How the APT28 Attack Works
The attack methodology employed by APT28 demonstrates a high level of technical sophistication and strategic planning. By compromising routers that have not been properly secured or updated, the threat actors gain the ability to redirect network traffic through systems under their control. This DNS hijacking technique allows the attackers to position themselves between legitimate users and the services they are attempting to access, creating what security experts call an adversary-in-the-middle scenario. Once in this privileged position, the hackers can intercept sensitive information as it passes through the compromised network infrastructure, including login credentials, authentication tokens, and potentially other confidential data transmitted across the network.
NCSC Response and Recommendations
The NCSC has moved quickly to alert British organisations about the threat and provide guidance on protective measures. The alert advises UK organisations to take action following the identification of APT28 exploiting vulnerable routers as part of their ongoing campaign. Security experts recommend that organisations immediately audit their router infrastructure to identify any devices running outdated firmware or using default credentials. Network administrators should implement strong authentication measures, ensure all firmware is updated to the latest versions, and monitor DNS traffic for any suspicious redirections or anomalies that could indicate compromise.

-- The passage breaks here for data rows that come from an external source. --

//! 安全区栈
//!
//! 每个脚本对象持有一个默认安全区和一个压栈的安全区序列。成员在注册时捕获
//! 当时的有效安全区，查找时与当前有效安全区比较：当前安全区 ≥ 成员安全区
//! 才可见。
//!
//! 栈由带属主线程标记的可重入锁保护：属主线程可以嵌套压栈，其他线程在属主
//! 全部出栈之前阻塞。

use parking_lot::{Condvar, Mutex};
use serde::{Deserialize, Serialize};
use std::fmt;
use std::str::FromStr;
use std::thread::{self, ThreadId};

use crate::core::error::ConversionError;

/// 有序安全区
#[derive(Debug, Clone, Copy, PartialEq, Eq, PartialOrd, Ord, Hash, Serialize, Deserialize)]
#[serde(transparent)]
pub struct SecurityZone(pub i32);

impl SecurityZone {
    pub const PUBLIC: SecurityZone = SecurityZone(0);
    pub const PROTECTED: SecurityZone = SecurityZone(2);
    pub const PRIVATE: SecurityZone = SecurityZone(4);
    pub const LOCAL: SecurityZone = SecurityZone(6);

    /// 在 `active` 为有效安全区时，注册于 `self` 的成员是否可见
    pub fn permits(self, active: SecurityZone) -> bool {
        active >= self
    }

    pub fn name(self) -> Option<&'static str> {
        match self {
            SecurityZone::PUBLIC => Some("public"),
            SecurityZone::PROTECTED => Some("protected"),
            SecurityZone::PRIVATE => Some("private"),
            SecurityZone::LOCAL => Some("local"),
            _ => None,
        }
    }
}

impl Default for SecurityZone {
    fn default() -> Self {
        SecurityZone::PUBLIC
    }
}

impl fmt::Display for SecurityZone {
    fn fmt(&self, f: &mut fmt::Formatter<'_>) -> fmt::Result {
        match self.name() {
            Some(name) => write!(f, "{}({})", name, self.0),
            None => write!(f, "{}", self.0),
        }
    }
}

impl FromStr for SecurityZone {
    type Err = ConversionError;

    fn from_str(s: &str) -> Result<Self, Self::Err> {
        let trimmed = s.trim();
        match trimmed.to_ascii_lowercase().as_str() {
            "public" => Ok(SecurityZone::PUBLIC),
            "protected" => Ok(SecurityZone::PROTECTED),
            "private" => Ok(SecurityZone::PRIVATE),
            "local" => Ok(SecurityZone::LOCAL),
            other => other
                .parse::<i32>()
                .map(SecurityZone)
                .map_err(|_| ConversionError::Parse {
                    input: s.to_string(),
                    target: "SecurityZone",
                }),
        }
    }
}

#[derive(Debug)]
struct ZoneState {
    default: SecurityZone,
    stack: Vec<SecurityZone>,
    owner: Option<ThreadId>,
}

/// 单个对象的安全区栈
#[derive(Debug)]
pub struct ZoneStack {
    state: Mutex<ZoneState>,
    released: Condvar,
}

impl ZoneStack {
    pub fn new(default: SecurityZone) -> Self {
        Self {
            state: Mutex::new(ZoneState {
                default,
                stack: Vec::new(),
                owner: None,
            }),
            released: Condvar::new(),
        }
    }

    /// 压入安全区
    ///
    /// 栈由其他线程持有时阻塞，直到属主线程全部出栈。
    pub fn push_zone(&self, zone: SecurityZone) {
        let me = thread::current().id();
        let mut state = self.state.lock();
        while matches!(state.owner, Some(owner) if owner != me) {
            self.released.wait(&mut state);
        }
        state.owner = Some(me);
        state.stack.push(zone);
        tracing::trace!(target: "bridge::zone", %zone, depth = state.stack.len(), "push zone");
    }

    /// 弹出安全区
    ///
    /// 非属主线程的弹出被忽略并记录告警。
    pub fn pop_zone(&self) {
        let me = thread::current().id();
        let mut state = self.state.lock();
        if state.owner != Some(me) {
            tracing::warn!(target: "bridge::zone", "pop_zone without a matching push on this thread");
            return;
        }
        state.stack.pop();
        if state.stack.is_empty() {
            state.owner = None;
            self.released.notify_all();
        }
    }

    /// 当前有效安全区：栈顶或默认安全区
    ///
    /// 栈由其他线程持有时阻塞，直到属主线程全部出栈；非属主线程永远看不到
    /// 属主压入的安全区。
    pub fn zone(&self) -> SecurityZone {
        let me = thread::current().id();
        let mut state = self.state.lock();
        while matches!(state.owner, Some(owner) if owner != me) {
            self.released.wait(&mut state);
        }
        state.stack.last().copied().unwrap_or(state.default)
    }

    pub fn default_zone(&self) -> SecurityZone {
        self.state.lock().default
    }

    pub fn set_default_zone(&self, zone: SecurityZone) {
        self.state.lock().default = zone;
    }

    pub fn depth(&self) -> usize {
        self.state.lock().stack.len()
    }

    /// 压栈并返回在离开作用域时出栈的守卫
    pub fn scoped(&self, zone: SecurityZone) -> ZoneGuard<'_> {
        self.push_zone(zone);
        ZoneGuard { stack: self }
    }
}

impl Default for ZoneStack {
    fn default() -> Self {
        Self::new(SecurityZone::PUBLIC)
    }
}

/// `ZoneStack::scoped` 返回的守卫
#[must_use = "the zone is popped as soon as the guard is dropped"]
pub struct ZoneGuard<'a> {
    stack: &'a ZoneStack,
}

impl Drop for ZoneGuard<'_> {
    fn drop(&mut self) {
        self.stack.pop_zone();
    }
}
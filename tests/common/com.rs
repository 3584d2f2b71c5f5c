//! In-process COM container: `IDispatch` objects with counted references, a
//! window exposing `Array()`/`Object()`, and a site that posts async calls to
//! a `MainThreadQueue`.

use parking_lot::Mutex;
use std::any::Any;
use std::collections::BTreeMap;
use std::sync::atomic::{AtomicU32, Ordering};
use std::sync::Arc;

use script_bridge::bindings::com::{
    Bstr, ComError, ComResult, ComSite, ComVariant, DispId, Dispatch, DispatchFlags, DispatchRef,
    HResult,
};
use script_bridge::core::scheduler::{MainThreadQueue, Task, TaskScheduler};

const PUSH: DispId = DispId(1);
const LENGTH: DispId = DispId(2);
const INDEX_BASE: i32 = 1000;

pub enum FakeKind {
    Plain(BTreeMap<String, ComVariant>),
    Array(Vec<ComVariant>),
    Window,
    Function(Vec<Vec<ComVariant>>),
}

pub struct FakeDispatch {
    refs: AtomicU32,
    names: Mutex<Vec<String>>,
    pub kind: Mutex<FakeKind>,
}

impl FakeDispatch {
    pub fn new(kind: FakeKind) -> Arc<Self> {
        Arc::new(Self {
            refs: AtomicU32::new(0),
            names: Mutex::new(Vec::new()),
            kind: Mutex::new(kind),
        })
    }

    pub fn plain() -> Arc<Self> {
        Self::new(FakeKind::Plain(BTreeMap::new()))
    }

    pub fn function() -> Arc<Self> {
        Self::new(FakeKind::Function(Vec::new()))
    }

    pub fn ref_count(&self) -> u32 {
        self.refs.load(Ordering::SeqCst)
    }

    pub fn calls(&self) -> Vec<Vec<ComVariant>> {
        match &*self.kind.lock() {
            FakeKind::Function(calls) => calls.clone(),
            _ => Vec::new(),
        }
    }

    pub fn array_items(&self) -> Vec<ComVariant> {
        match &*self.kind.lock() {
            FakeKind::Array(items) => items.clone(),
            _ => Vec::new(),
        }
    }

    pub fn name_count(&self) -> usize {
        self.names.lock().len()
    }

    pub fn entry(&self, name: &str) -> Option<ComVariant> {
        match &*self.kind.lock() {
            FakeKind::Plain(props) => props.get(name).cloned(),
            _ => None,
        }
    }

    fn intern(&self, name: &str) -> DispId {
        let mut names = self.names.lock();
        let index = match names.iter().position(|n| n == name) {
            Some(index) => index,
            None => {
                names.push(name.to_string());
                names.len() - 1
            }
        };
        DispId(index as i32 + 1)
    }

    fn name_of(&self, id: DispId) -> Option<String> {
        let index = usize::try_from(id.0).ok()?.checked_sub(1)?;
        self.names.lock().get(index).cloned()
    }
}

fn not_found() -> ComError {
    ComError::new(HResult::DISP_E_MEMBERNOTFOUND, "member not found")
}

fn unknown(name: &str) -> ComError {
    ComError::new(HResult::DISP_E_UNKNOWNNAME, format!("Unknown name: {}", name))
}

impl Dispatch for FakeDispatch {
    fn add_ref(&self) -> u32 {
        self.refs.fetch_add(1, Ordering::SeqCst) + 1
    }

    fn release(&self) -> u32 {
        self.refs.fetch_sub(1, Ordering::SeqCst).saturating_sub(1)
    }

    fn get_dispid(&self, name: &str) -> ComResult<DispId> {
        match &*self.kind.lock() {
            FakeKind::Plain(_) => Ok(self.intern(name)),
            FakeKind::Array(_) => match name {
                "push" => Ok(PUSH),
                "length" => Ok(LENGTH),
                _ => name
                    .parse::<i32>()
                    .map(|i| DispId(INDEX_BASE + i))
                    .map_err(|_| unknown(name)),
            },
            FakeKind::Window => match name {
                "Array" | "Object" | "alert" => Ok(self.intern(name)),
                _ => Err(unknown(name)),
            },
            FakeKind::Function(_) => Err(unknown(name)),
        }
    }

    fn invoke(&self, id: DispId, flags: DispatchFlags, args: &[ComVariant]) -> ComResult<ComVariant> {
        let mut kind = self.kind.lock();
        match &mut *kind {
            FakeKind::Plain(props) => {
                let name = self.name_of(id).ok_or_else(not_found)?;
                if flags.is_put() {
                    let value = args.last().cloned().unwrap_or(ComVariant::Empty);
                    props.insert(name, value);
                    Ok(ComVariant::Empty)
                } else {
                    props.get(&name).cloned().ok_or_else(not_found)
                }
            }
            FakeKind::Array(items) => match id {
                PUSH => {
                    items.extend(args.iter().cloned());
                    Ok(ComVariant::I4(items.len() as i32))
                }
                LENGTH => Ok(ComVariant::I4(items.len() as i32)),
                DispId(n) if n >= INDEX_BASE => {
                    let index = (n - INDEX_BASE) as usize;
                    if flags.is_put() {
                        if items.len() <= index {
                            items.resize(index + 1, ComVariant::Empty);
                        }
                        items[index] = args.last().cloned().unwrap_or(ComVariant::Empty);
                        Ok(ComVariant::Empty)
                    } else {
                        items.get(index).cloned().ok_or_else(not_found)
                    }
                }
                _ => Err(not_found()),
            },
            FakeKind::Window => {
                let name = self.name_of(id).ok_or_else(not_found)?;
                match name.as_str() {
                    "Array" => Ok(ComVariant::Dispatch(FakeDispatch::new(FakeKind::Array(Vec::new())))),
                    "Object" => Ok(ComVariant::Dispatch(FakeDispatch::plain())),
                    _ => Ok(ComVariant::Empty),
                }
            }
            FakeKind::Function(calls) => {
                if id != DispId::VALUE {
                    return Err(not_found());
                }
                calls.push(args.to_vec());
                Ok(ComVariant::Empty)
            }
        }
    }

    fn member_names(&self) -> ComResult<Vec<String>> {
        match &*self.kind.lock() {
            FakeKind::Plain(props) => Ok(props.keys().cloned().collect()),
            _ => Err(ComError::new(HResult::E_NOTIMPL, "enumeration not supported")),
        }
    }

    fn delete_member(&self, name: &str) -> ComResult<()> {
        match &mut *self.kind.lock() {
            FakeKind::Plain(props) => props.remove(name).map(|_| ()).ok_or_else(not_found),
            _ => Err(ComError::new(HResult::E_NOTIMPL, "member deletion not supported")),
        }
    }

    fn as_any(&self) -> &dyn Any {
        self
    }
}

/// Container site backed by fake window and element objects
pub struct FakeSite {
    pub window: Arc<FakeDispatch>,
    pub element: Arc<FakeDispatch>,
    pub scripts: Mutex<Vec<String>>,
    pub queue: Arc<MainThreadQueue>,
    pub user_agent: Option<String>,
}

impl FakeSite {
    pub fn new() -> Arc<Self> {
        Arc::new(Self {
            window: FakeDispatch::new(FakeKind::Window),
            element: FakeDispatch::plain(),
            scripts: Mutex::new(Vec::new()),
            queue: Arc::new(MainThreadQueue::new()),
            user_agent: Some("Mozilla/4.0 (compatible; MSIE 8.0; Windows NT 6.1)".to_string()),
        })
    }

    pub fn pump(&self) -> usize {
        self.queue.process_main_thread_tasks()
    }
}

impl ComSite for FakeSite {
    fn window(&self) -> Option<DispatchRef> {
        Some(Arc::clone(&self.window) as DispatchRef)
    }

    fn element(&self) -> Option<DispatchRef> {
        Some(Arc::clone(&self.element) as DispatchRef)
    }

    fn exec_script(&self, script: &str) -> ComResult<()> {
        self.scripts.lock().push(script.to_string());
        if script.contains("throw") {
            return Err(ComError::new(HResult::DISP_E_EXCEPTION, "script error"));
        }
        Ok(())
    }

    fn post_async_call(&self, task: Task) -> bool {
        self.queue.handle().schedule(task)
    }

    fn user_agent(&self) -> Option<String> {
        self.user_agent.clone()
    }
}

/// Page-script style call: look the name up, then invoke it
pub fn call(target: &DispatchRef, name: &str, flags: DispatchFlags, args: &[ComVariant]) -> ComResult<ComVariant> {
    let id = target.get_dispid(name)?;
    target.invoke(id, flags, args)
}

pub fn bstr(s: &str) -> ComVariant {
    ComVariant::Bstr(Bstr::new(s))
}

The Growing Threat from Nation-State Actors
The APT28 campaign is part of a broader pattern of increasingly aggressive cyber operations attributed to Russian state-sponsored groups. These threat actors have historically targeted government agencies, critical infrastructure providers, defense contractors, and organisations involved in policy-making across Western nations. The use of router compromise and DNS hijacking represents an evolution in tactics, moving away from more obvious phishing campaigns toward infrastructure-level attacks that can be harder to detect and provide broader access to target networks. Security researchers note that compromising routers at the network edge allows attackers to maintain persistent access while remaining largely invisible to traditional security monitoring tools that focus on endpoint and application-layer threats.
Impact on UK Organisations
The implications of this threat are substantial for UK organisations across all sectors. Compromised routers can serve as launching points for numerous follow-on attacks, including data exfiltration, ransomware deployment, and further lateral movement within target networks. Authentication tokens stolen through DNS hijacking can provide attackers with legitimate-looking credentials that bypass many security controls, allowing them to access sensitive systems and information without triggering alerts. The advisory comes at a time when many British businesses are already grappling with heightened cyber threats and the challenge of securing increasingly complex network environments that span cloud services, remote workers, and traditional on-premises infrastructure.
Immediate Actions Required
Cybersecurity professionals advise that organisations should treat this alert with the highest priority and implement protective measures immediately. Key steps include conducting comprehensive inventories of all network devices, particularly routers and other edge infrastructure that may not receive the same security attention as servers and workstations. All default passwords should be changed to strong, unique credentials, and multi-factor authentication should be implemented wherever supported by the hardware. Organisations should also review their DNS configurations to ensure traffic is being routed correctly and consider implementing DNS security extensions that can help detect and prevent hijacking attempts. Regular monitoring of router logs for unusual activity or configuration changes can provide early warning of potential compromise.
Broader Cybersecurity Context
This latest warning underscores the evolving nature of cyber threats facing the United Kingdom and the critical importance of maintaining robust security practices across all aspects of network infrastructure. As threat actors continue to develop new techniques and target previously overlooked attack vectors, organisations must adopt a comprehensive approach to cybersecurity that extends beyond traditional perimeter defenses. The NCSC continues to work with international partners to track APT28 activities and provide timely intelligence to help British organisations defend against these sophisticated threats. Security experts emphasize that vigilance, regular security updates, and prompt response to advisory warnings remain essential components of effective cyber defense in an increasingly hostile digital environment.